Communauté francophone accueillante

L’initiative des communautés francophones accueillantes (CFA) est codirigée par Immigration, Réfugiés et Citoyenneté Canada (IRCC), les 13 réseaux en immigration francophone (RIF), la Fédération des communautés francophones et acadiennes (FCFA) et le Comité atlantique sur l’immigration francophone. Il y a 14 communautés dans toute la francophonie canadienne qui participent à cette initiative. Le financement de ce projet provient du Plan d’action pour les langues officielles 2018-2023. C’est donc en 2019 que la région de Clare a appris qu’elle avait été choisie pour faire partie de cette initiative. Sur le site Internet qui répertorie les communautés francophones accueillantes, on décrit Clare comme «une communauté merveilleuse, riche en culture et en patrimoine. C’est la seule de la province de la Nouvelle-Écosse qui offre ses services dans les deux langues officielles, le français et l’anglais».[1] Cette déclaration n’est pas tout à fait exacte, car il y plusieurs endroits en Nouvelle-Écosse où on peut se faire servir dans les deux langues officielles, mais il est vrai que Clare est riche sur le plan culturel et patrimonial et il y a des services dans les deux langues. Selon la notion de complétude institutionnelle, Clare semble être le parfait choix pour recevoir l’initiative de communauté francophone accueillante, n’est-ce pas?
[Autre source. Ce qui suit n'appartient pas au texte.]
//! Rule evaluation.

use qconf_facts::PlatformFacts;

use crate::error::Result;
use crate::exclusion::check_exclusive;
use crate::flag::ConfigurationSet;
use crate::rules::{Emit, RuleTable};

/// Evaluates a rule table against platform facts.
///
/// The engine holds no state between calls and can be shared across threads.
#[derive(Debug, Clone, Default)]
pub struct Engine {
    table: RuleTable,
}

impl Engine {
    pub fn new(table: RuleTable) -> Self {
        Self { table }
    }

    /// An engine over [`RuleTable::standard`].
    pub fn standard() -> Self {
        Self::new(RuleTable::standard())
    }

    pub fn table(&self) -> &RuleTable {
        &self.table
    }

    /// Run every rule in order, then check the exclusive groups.
    pub fn try_derive(&self, facts: &PlatformFacts) -> Result<ConfigurationSet> {
        let mut set = ConfigurationSet::new();
        for rule in self.table.rules() {
            let mut emit = Emit::new(&mut set, rule);
            (rule.apply)(facts, &mut emit)?;
            if emit.defined() == 0 {
                log::trace!("rule {} ({}) defined nothing", rule.id, rule.category);
            }
        }
        check_exclusive(&set, self.table.groups())?;
        log::debug!(
            "derived {} flags for {} / target {}",
            set.len(),
            facts.host_dir_name(),
            facts.target_arch()
        );
        Ok(set)
    }

    /// Derive the configuration for `facts`.
    ///
    /// # Panics
    ///
    /// Panics if the rule table produces contradictory flags. That can only
    /// happen when the table itself is wrong, never because of the facts.
    pub fn derive(&self, facts: &PlatformFacts) -> ConfigurationSet {
        match self.try_derive(facts) {
            Ok(set) => set,
            Err(e) => panic!("rule table defect: {e}"),
        }
    }
}

/// Derive with the standard rule table.
pub fn derive(facts: &PlatformFacts) -> ConfigurationSet {
    Engine::standard().derive(facts)
}
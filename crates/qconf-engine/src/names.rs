//! Flag names emitted by the standard rule table.

pub const CONFIG_QEMU_SHAREDIR: &str = "CONFIG_QEMU_SHAREDIR";
pub const CONFIG_BYTESWAP_H: &str = "CONFIG_BYTESWAP_H";
pub const CONFIG_FNMATCH: &str = "CONFIG_FNMATCH";
pub const CONFIG_GDBSTUB: &str = "CONFIG_GDBSTUB";
pub const CONFIG_SLIRP: &str = "CONFIG_SLIRP";
pub const CONFIG_SKINS: &str = "CONFIG_SKINS";
pub const CONFIG_TRACE: &str = "CONFIG_TRACE";
pub const CONFIG_POSIX: &str = "CONFIG_POSIX";
pub const CONFIG_KVM_GS_RESTORE: &str = "CONFIG_KVM_GS_RESTORE";
pub const CONFIG_IOVEC: &str = "CONFIG_IOVEC";
pub const QEMU_VERSION: &str = "QEMU_VERSION";
pub const QEMU_PKGVERSION: &str = "QEMU_PKGVERSION";
pub const CONFIG_ANDROID: &str = "CONFIG_ANDROID";

pub const HOST_LONG_BITS: &str = "HOST_LONG_BITS";
pub const HOST_WORDS_BIGENDIAN: &str = "HOST_WORDS_BIGENDIAN";

pub const CONFIG_LINUX: &str = "CONFIG_LINUX";
pub const CONFIG_DARWIN: &str = "CONFIG_DARWIN";
pub const CONFIG_WIN32: &str = "CONFIG_WIN32";

pub const HOST_I386: &str = "HOST_I386";
pub const HOST_X86_64: &str = "HOST_X86_64";
pub const HOST_PPC: &str = "HOST_PPC";
pub const HOST_ARM: &str = "HOST_ARM";
pub const HOST_AARCH64: &str = "HOST_AARCH64";

pub const CONFIG_FDATASYNC: &str = "CONFIG_FDATASYNC";
pub const CONFIG_MADVISE: &str = "CONFIG_MADVISE";
pub const CONFIG_NAND_LIMITS: &str = "CONFIG_NAND_LIMITS";

pub const CONFIG_ANDROID_OPENGLES: &str = "CONFIG_ANDROID_OPENGLES";

pub const TARGET_I386: &str = "TARGET_I386";
pub const TARGET_X86_64: &str = "TARGET_X86_64";
pub const TARGET_ARM: &str = "TARGET_ARM";
pub const TARGET_AARCH64: &str = "TARGET_AARCH64";
pub const TARGET_MIPS: &str = "TARGET_MIPS";
pub const TARGET_PPC: &str = "TARGET_PPC";

pub const CONFIG_KVM: &str = "CONFIG_KVM";
pub const CONFIG_HAX: &str = "CONFIG_HAX";

/// Every flag the universal rule emits, whatever the facts.
pub const UNIVERSAL: &[&str] = &[
    CONFIG_QEMU_SHAREDIR,
    CONFIG_BYTESWAP_H,
    CONFIG_FNMATCH,
    CONFIG_GDBSTUB,
    CONFIG_SLIRP,
    CONFIG_SKINS,
    CONFIG_TRACE,
    CONFIG_POSIX,
    CONFIG_KVM_GS_RESTORE,
    CONFIG_IOVEC,
    QEMU_VERSION,
    QEMU_PKGVERSION,
    CONFIG_ANDROID,
];

pub const HOST_FAMILY_MARKERS: &[&str] = &[CONFIG_LINUX, CONFIG_DARWIN, CONFIG_WIN32];

pub const HOST_ARCH_MARKERS: &[&str] = &[HOST_I386, HOST_X86_64, HOST_PPC, HOST_ARM, HOST_AARCH64];

pub const TARGET_MARKERS: &[&str] = &[
    TARGET_I386,
    TARGET_X86_64,
    TARGET_ARM,
    TARGET_AARCH64,
    TARGET_MIPS,
    TARGET_PPC,
];

pub const ACCELERATORS: &[&str] = &[CONFIG_KVM, CONFIG_HAX];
Tous les étés, la municipalité de Clare installe plus d’une centaine de bannières sur les poteaux le long de la route principale. Munies du bleu, du blanc et du rouge, les bannières vous accueillent avec les fameuses paroles du chansonnier emblématique Herb LeBlanc : Bienvenue en Clare. Cette année, le projet de Communauté francophone accueillante de Clare a produit ses propres bannières, seulement une petite vingtaine, très simple et de bon gout. Colorées d’un léger turquoise, il est possible d’y lire : Clare, Communauté francophone accueillante. Il semblerait que turquoise, c’est trop loin du bleu, du blanc et du rouge habituel, car les plaintes ont vite commencé à circuler dans les médias sociaux.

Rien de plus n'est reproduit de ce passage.